Using the material below, print the line that contains "repository 2e65d8d8db5ef983", the line that contains "pub fn with_timeout(registry: ToolRegistry, timeout: Duration)", and every line in between, exactly and nothing else.

==========

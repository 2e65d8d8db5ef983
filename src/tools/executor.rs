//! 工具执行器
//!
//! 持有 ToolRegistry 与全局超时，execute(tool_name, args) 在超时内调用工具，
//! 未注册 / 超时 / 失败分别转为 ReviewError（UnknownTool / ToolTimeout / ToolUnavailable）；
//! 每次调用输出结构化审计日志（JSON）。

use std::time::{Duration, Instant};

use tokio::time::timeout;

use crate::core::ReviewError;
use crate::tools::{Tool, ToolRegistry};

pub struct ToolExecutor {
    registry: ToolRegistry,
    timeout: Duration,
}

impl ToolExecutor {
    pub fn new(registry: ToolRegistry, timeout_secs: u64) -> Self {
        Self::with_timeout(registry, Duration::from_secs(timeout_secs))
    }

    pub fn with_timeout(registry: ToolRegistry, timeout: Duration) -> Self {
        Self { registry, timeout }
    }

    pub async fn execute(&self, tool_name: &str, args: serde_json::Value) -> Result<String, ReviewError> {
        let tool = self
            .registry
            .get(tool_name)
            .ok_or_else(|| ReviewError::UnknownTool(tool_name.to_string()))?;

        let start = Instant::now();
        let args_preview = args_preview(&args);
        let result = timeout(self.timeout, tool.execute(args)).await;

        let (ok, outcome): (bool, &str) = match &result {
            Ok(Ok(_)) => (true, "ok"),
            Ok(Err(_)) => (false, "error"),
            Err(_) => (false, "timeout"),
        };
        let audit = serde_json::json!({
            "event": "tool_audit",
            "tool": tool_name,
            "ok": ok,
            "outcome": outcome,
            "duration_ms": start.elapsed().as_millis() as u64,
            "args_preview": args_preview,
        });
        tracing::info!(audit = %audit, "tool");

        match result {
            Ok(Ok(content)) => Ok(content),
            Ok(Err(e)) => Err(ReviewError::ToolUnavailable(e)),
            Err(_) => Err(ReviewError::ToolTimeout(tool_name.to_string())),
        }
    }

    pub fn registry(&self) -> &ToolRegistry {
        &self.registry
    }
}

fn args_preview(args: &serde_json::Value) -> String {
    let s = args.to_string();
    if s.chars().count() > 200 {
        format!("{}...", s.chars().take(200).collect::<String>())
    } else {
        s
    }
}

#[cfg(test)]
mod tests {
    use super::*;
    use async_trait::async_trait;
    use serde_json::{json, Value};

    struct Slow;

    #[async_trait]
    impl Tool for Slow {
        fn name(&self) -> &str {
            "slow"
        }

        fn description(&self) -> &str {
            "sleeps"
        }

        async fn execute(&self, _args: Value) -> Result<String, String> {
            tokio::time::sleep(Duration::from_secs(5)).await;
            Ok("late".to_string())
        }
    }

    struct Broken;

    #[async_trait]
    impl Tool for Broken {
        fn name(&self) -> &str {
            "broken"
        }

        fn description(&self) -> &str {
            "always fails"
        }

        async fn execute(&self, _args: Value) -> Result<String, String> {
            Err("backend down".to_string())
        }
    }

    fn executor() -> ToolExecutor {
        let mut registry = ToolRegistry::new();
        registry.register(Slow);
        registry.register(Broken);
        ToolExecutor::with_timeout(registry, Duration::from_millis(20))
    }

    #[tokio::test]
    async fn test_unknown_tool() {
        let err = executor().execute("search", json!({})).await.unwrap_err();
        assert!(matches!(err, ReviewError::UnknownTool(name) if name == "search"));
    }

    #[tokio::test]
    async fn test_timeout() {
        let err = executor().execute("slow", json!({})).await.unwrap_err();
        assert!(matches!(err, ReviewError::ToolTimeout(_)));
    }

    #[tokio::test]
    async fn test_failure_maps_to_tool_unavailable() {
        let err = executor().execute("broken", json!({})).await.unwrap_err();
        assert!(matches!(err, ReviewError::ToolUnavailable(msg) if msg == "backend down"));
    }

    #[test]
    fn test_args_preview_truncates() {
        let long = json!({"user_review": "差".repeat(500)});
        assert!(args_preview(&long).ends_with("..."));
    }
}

==========

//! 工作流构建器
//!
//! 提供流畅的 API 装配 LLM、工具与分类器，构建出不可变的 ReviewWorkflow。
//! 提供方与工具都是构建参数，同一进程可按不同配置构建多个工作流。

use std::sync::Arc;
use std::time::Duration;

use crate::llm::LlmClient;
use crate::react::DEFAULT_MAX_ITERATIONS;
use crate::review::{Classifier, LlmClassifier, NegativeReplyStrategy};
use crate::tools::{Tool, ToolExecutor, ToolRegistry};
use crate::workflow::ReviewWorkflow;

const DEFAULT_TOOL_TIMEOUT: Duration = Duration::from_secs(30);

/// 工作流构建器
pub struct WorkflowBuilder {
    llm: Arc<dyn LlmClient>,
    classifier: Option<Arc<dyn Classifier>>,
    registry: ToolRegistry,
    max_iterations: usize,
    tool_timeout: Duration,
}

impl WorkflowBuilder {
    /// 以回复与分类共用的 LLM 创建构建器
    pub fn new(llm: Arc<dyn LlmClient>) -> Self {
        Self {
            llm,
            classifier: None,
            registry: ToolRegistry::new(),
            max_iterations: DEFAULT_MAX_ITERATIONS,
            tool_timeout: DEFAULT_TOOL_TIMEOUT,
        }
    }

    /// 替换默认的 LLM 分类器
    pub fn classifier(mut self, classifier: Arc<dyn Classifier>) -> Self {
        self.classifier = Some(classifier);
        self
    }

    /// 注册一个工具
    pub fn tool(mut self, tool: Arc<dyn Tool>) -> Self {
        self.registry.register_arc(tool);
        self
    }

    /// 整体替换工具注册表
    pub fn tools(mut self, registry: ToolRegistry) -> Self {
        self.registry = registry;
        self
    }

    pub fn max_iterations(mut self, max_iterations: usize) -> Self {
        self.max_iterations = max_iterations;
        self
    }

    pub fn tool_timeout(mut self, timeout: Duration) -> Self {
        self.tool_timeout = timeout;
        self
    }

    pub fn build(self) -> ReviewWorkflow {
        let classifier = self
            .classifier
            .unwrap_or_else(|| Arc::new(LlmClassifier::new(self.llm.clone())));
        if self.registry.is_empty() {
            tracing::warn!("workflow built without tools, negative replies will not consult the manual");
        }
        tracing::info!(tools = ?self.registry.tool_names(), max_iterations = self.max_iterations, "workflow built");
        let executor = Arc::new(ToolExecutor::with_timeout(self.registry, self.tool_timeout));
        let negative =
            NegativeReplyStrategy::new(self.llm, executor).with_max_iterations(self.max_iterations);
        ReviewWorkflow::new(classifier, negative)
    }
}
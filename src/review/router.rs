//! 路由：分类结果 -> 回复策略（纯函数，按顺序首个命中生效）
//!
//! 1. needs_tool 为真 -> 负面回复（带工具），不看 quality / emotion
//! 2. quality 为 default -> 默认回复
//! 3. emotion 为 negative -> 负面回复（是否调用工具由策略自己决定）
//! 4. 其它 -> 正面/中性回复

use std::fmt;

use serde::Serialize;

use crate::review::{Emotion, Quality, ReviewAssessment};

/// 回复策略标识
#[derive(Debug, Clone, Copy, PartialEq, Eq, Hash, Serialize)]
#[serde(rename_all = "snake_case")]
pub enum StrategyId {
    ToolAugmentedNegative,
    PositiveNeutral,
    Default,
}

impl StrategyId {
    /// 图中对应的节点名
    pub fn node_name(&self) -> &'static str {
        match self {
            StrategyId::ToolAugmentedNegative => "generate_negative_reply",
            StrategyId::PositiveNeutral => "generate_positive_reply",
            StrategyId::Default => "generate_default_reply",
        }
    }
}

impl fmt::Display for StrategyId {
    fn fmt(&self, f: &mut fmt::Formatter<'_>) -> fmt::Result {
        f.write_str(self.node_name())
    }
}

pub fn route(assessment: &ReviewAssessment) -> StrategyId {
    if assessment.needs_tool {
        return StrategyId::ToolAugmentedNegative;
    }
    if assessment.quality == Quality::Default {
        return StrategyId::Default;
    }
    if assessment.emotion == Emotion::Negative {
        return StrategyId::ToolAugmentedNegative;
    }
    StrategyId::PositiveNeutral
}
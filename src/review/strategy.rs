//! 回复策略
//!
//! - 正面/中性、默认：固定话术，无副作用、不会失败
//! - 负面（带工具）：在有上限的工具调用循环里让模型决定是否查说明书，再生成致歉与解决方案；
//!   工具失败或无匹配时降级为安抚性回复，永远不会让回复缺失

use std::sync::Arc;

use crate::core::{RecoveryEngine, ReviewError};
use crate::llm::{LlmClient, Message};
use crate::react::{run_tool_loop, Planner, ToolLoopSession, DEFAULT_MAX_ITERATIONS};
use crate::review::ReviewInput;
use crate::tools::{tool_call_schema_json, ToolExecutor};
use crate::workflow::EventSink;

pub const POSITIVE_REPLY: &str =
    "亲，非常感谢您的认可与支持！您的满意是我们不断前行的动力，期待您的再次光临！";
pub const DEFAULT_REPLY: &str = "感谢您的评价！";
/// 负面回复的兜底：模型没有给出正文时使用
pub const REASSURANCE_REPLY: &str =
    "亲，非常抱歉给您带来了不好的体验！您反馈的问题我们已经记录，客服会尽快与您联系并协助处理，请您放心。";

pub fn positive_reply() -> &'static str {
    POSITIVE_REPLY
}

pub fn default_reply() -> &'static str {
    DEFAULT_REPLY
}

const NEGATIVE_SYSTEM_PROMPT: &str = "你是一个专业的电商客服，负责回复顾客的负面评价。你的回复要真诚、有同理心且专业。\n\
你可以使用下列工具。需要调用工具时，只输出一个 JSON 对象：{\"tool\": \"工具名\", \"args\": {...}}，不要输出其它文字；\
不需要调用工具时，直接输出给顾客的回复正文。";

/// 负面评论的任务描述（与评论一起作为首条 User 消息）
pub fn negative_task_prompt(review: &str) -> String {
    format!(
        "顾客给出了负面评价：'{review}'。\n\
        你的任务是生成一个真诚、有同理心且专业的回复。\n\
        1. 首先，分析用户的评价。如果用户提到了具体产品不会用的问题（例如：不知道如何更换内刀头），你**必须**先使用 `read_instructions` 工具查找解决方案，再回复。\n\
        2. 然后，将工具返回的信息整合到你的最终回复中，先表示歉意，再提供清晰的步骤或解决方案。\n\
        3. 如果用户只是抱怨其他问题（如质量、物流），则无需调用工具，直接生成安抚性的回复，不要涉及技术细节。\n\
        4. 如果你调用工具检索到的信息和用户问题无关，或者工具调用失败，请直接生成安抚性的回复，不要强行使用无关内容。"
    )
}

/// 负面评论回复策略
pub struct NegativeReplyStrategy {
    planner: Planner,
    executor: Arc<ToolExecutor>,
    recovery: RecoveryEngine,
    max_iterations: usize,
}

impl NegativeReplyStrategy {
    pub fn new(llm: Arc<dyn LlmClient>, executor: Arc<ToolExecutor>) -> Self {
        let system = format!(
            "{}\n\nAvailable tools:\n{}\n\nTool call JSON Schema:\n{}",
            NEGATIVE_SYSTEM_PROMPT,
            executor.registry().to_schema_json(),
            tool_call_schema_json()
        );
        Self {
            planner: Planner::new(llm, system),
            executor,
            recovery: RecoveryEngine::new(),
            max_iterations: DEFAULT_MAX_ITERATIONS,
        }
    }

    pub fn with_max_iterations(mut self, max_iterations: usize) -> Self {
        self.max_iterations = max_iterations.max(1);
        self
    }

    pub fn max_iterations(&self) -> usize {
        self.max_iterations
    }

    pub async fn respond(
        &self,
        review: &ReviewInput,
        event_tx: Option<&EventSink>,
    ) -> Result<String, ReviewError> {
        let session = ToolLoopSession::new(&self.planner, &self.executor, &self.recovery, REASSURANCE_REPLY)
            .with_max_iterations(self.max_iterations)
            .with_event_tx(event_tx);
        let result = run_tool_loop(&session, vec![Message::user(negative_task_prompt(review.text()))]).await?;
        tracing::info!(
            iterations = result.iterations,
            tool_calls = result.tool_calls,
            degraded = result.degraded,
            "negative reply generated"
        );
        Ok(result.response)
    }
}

==========

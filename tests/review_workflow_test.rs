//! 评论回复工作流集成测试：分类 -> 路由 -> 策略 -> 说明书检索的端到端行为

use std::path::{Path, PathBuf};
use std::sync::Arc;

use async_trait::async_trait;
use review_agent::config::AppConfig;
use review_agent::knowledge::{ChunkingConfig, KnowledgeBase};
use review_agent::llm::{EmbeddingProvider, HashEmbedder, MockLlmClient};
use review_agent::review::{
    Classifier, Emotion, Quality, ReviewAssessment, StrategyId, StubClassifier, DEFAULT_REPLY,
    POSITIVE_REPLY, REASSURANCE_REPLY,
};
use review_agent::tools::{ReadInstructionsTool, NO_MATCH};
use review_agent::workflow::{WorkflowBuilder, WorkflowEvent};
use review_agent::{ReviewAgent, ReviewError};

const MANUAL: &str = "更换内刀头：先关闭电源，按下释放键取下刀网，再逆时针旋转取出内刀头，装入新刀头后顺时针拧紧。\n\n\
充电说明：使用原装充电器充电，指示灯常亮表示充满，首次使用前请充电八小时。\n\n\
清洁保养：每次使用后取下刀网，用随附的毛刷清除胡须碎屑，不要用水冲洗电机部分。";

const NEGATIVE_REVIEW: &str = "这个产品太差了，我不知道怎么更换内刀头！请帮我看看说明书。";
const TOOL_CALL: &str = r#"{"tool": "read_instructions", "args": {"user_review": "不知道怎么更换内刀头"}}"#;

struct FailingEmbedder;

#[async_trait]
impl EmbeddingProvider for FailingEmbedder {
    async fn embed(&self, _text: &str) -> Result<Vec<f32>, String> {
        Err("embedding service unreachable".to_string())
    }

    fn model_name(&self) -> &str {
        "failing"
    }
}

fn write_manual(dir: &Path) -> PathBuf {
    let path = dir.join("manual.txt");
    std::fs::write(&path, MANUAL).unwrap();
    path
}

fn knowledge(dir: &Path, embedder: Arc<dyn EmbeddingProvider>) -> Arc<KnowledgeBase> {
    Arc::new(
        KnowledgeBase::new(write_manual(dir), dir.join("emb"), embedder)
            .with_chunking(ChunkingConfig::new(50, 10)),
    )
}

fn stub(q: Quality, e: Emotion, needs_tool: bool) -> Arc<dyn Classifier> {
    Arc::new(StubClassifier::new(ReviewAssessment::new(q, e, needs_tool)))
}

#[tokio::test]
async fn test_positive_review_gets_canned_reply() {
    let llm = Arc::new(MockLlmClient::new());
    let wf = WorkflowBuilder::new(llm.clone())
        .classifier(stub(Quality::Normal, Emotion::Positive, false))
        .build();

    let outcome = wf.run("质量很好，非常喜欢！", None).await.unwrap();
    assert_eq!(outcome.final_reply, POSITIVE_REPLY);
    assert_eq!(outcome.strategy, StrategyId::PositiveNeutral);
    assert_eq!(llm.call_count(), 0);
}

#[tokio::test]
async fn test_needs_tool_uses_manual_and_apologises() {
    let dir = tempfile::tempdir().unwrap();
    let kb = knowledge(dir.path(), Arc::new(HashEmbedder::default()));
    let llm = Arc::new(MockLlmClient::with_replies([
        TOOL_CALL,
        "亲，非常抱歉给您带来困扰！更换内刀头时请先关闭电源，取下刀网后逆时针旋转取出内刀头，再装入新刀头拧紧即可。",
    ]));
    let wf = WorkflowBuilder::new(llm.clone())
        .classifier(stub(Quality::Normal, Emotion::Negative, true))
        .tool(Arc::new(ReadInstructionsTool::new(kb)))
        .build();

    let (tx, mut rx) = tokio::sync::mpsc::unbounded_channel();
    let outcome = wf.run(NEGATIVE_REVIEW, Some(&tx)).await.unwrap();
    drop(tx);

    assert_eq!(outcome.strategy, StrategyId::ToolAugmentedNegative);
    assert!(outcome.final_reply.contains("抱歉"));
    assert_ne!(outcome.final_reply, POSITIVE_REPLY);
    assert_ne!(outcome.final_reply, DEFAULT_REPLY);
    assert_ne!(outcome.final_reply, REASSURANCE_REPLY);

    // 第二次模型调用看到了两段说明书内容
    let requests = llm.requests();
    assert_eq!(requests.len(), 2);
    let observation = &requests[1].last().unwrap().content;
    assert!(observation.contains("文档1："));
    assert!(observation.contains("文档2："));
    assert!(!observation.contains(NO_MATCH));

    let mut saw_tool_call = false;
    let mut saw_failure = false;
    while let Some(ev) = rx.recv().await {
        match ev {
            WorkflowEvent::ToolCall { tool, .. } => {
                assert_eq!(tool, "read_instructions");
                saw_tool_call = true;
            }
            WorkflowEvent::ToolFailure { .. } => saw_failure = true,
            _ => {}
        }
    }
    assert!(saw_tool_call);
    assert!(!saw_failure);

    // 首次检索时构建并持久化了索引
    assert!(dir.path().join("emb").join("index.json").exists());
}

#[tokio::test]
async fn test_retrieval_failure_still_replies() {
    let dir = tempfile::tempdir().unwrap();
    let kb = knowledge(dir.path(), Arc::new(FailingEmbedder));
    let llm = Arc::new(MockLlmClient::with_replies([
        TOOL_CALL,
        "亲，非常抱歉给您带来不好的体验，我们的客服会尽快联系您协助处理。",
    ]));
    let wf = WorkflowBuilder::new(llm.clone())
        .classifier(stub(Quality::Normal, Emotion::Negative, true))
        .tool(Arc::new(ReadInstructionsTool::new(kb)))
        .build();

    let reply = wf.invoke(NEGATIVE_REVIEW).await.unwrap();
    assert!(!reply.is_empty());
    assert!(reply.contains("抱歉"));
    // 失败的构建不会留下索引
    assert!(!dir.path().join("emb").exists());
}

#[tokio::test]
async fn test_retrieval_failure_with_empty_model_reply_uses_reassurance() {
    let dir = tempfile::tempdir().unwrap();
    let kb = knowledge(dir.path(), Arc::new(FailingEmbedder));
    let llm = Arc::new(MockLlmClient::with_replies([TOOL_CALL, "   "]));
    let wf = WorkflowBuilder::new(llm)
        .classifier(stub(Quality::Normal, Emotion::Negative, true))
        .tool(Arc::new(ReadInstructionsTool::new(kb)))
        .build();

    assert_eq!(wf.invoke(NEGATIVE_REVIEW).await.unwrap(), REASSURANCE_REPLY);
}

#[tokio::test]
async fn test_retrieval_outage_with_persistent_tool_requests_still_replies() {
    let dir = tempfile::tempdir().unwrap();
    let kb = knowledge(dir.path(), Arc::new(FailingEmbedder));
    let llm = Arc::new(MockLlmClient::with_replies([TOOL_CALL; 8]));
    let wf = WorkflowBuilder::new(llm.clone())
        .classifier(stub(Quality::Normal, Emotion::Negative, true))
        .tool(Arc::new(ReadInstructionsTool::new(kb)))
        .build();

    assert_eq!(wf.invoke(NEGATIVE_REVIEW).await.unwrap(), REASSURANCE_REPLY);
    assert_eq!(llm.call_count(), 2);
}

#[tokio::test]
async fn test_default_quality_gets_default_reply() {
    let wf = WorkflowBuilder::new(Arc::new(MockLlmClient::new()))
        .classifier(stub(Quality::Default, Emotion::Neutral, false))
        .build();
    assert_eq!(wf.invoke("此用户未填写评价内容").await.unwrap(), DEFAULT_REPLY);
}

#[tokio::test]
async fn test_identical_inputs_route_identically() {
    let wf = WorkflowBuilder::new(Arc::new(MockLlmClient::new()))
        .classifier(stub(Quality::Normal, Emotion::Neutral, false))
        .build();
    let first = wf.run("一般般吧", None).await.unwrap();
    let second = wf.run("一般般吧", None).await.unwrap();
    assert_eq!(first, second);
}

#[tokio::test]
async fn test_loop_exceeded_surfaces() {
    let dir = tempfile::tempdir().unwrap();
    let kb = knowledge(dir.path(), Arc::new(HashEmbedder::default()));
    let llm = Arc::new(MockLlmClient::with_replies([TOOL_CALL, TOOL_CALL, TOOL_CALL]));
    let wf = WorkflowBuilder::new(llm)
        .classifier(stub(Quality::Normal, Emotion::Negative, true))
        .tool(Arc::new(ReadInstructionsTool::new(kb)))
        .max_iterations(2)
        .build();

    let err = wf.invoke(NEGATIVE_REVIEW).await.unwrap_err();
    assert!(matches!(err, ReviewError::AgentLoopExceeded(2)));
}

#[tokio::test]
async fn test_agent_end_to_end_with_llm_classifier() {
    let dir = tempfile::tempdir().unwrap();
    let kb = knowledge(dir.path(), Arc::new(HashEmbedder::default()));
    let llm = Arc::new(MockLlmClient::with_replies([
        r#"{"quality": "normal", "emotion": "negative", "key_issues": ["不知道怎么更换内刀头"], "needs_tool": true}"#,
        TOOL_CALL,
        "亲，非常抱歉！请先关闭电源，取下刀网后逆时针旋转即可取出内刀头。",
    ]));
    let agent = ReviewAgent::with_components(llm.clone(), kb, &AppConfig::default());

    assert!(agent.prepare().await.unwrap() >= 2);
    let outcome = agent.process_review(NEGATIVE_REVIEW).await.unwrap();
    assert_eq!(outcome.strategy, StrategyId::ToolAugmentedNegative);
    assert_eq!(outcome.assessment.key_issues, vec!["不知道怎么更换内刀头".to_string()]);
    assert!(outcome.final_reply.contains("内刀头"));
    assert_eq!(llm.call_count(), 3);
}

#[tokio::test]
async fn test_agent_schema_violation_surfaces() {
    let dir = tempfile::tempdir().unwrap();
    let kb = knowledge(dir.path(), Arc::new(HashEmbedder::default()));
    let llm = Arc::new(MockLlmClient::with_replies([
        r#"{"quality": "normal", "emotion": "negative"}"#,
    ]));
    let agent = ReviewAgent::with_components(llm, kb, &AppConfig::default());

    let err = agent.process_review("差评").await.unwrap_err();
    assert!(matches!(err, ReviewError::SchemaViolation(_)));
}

==========

- Answer area -
repository 2e65d8d8db5ef983
filename src/tools/executor.rs
//! 工具执行器
//!
//! 持有 ToolRegistry 与全局超时，execute(tool_name, args) 在超时内调用工具，
//! 未注册 / 超时 / 失败分别转为 ReviewError（UnknownTool / ToolTimeout / ToolUnavailable）；
//! 每次调用输出结构化审计日志（JSON）。

use std::time::{Duration, Instant};

use tokio::time::timeout;

use crate::core::ReviewError;
use crate::tools::{Tool, ToolRegistry};

pub struct ToolExecutor {
    registry: ToolRegistry,
    timeout: Duration,
}

impl ToolExecutor {
    pub fn new(registry: ToolRegistry, timeout_secs: u64) -> Self {
        Self::with_timeout(registry, Duration::from_secs(timeout_secs))
    }

    pub fn with_timeout(registry: ToolRegistry, timeout: Duration) -> Self {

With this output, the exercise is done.